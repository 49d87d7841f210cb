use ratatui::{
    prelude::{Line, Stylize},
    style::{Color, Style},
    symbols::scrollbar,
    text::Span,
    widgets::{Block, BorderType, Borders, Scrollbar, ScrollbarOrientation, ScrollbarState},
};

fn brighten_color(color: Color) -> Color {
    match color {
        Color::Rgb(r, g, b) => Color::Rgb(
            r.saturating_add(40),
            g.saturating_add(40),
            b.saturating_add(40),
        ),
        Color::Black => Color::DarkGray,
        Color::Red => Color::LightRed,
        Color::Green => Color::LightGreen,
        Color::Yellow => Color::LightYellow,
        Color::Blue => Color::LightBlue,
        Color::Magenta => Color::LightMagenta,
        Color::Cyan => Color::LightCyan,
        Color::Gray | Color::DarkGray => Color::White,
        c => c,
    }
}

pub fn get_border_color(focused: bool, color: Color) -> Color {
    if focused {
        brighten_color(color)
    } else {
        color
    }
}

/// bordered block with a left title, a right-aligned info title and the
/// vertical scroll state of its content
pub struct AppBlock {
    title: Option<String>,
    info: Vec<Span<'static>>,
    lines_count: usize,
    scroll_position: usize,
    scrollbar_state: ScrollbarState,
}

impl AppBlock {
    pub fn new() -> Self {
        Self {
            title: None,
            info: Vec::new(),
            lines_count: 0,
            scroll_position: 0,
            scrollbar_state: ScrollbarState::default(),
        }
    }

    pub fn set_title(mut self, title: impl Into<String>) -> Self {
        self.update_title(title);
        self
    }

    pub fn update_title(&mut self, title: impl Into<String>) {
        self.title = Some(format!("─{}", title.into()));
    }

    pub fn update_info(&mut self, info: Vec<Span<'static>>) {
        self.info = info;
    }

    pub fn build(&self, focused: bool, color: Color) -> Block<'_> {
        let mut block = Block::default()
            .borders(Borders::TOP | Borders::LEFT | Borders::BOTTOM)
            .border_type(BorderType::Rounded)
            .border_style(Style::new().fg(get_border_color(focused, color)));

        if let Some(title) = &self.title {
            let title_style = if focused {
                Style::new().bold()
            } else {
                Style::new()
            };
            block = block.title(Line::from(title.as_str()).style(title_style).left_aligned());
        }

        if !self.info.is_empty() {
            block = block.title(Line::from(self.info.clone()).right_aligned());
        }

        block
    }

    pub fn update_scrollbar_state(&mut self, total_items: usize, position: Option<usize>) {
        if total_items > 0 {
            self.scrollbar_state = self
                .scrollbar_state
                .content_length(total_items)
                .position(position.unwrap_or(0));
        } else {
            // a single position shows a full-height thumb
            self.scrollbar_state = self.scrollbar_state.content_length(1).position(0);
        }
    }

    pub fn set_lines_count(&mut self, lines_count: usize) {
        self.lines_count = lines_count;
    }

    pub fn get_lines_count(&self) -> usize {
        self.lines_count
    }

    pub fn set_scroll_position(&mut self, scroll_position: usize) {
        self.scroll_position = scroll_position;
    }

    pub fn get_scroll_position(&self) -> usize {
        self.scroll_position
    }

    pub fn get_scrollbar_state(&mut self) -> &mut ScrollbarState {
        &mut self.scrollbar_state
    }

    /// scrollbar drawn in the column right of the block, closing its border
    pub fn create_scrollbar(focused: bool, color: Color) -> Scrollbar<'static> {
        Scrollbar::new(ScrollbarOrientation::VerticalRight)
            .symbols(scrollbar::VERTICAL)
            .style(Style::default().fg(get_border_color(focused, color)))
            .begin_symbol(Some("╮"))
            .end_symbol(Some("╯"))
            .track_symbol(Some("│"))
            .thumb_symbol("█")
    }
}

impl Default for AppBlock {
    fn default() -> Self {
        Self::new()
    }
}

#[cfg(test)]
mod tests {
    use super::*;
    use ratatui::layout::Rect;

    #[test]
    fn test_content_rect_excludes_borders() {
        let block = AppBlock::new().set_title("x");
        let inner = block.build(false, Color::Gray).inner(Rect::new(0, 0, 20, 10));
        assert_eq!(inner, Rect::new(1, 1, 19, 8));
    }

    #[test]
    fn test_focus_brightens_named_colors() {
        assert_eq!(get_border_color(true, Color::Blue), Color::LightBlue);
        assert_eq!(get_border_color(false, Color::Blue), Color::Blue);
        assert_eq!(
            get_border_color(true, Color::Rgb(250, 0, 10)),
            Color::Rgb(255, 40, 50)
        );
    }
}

Required work -
For this listing, copy out every line that includes the word "BorderType".

Your solution -
    widgets::{Block, BorderType, Borders, Scrollbar, ScrollbarOrientation, ScrollbarState},
            .border_type(BorderType::Rounded)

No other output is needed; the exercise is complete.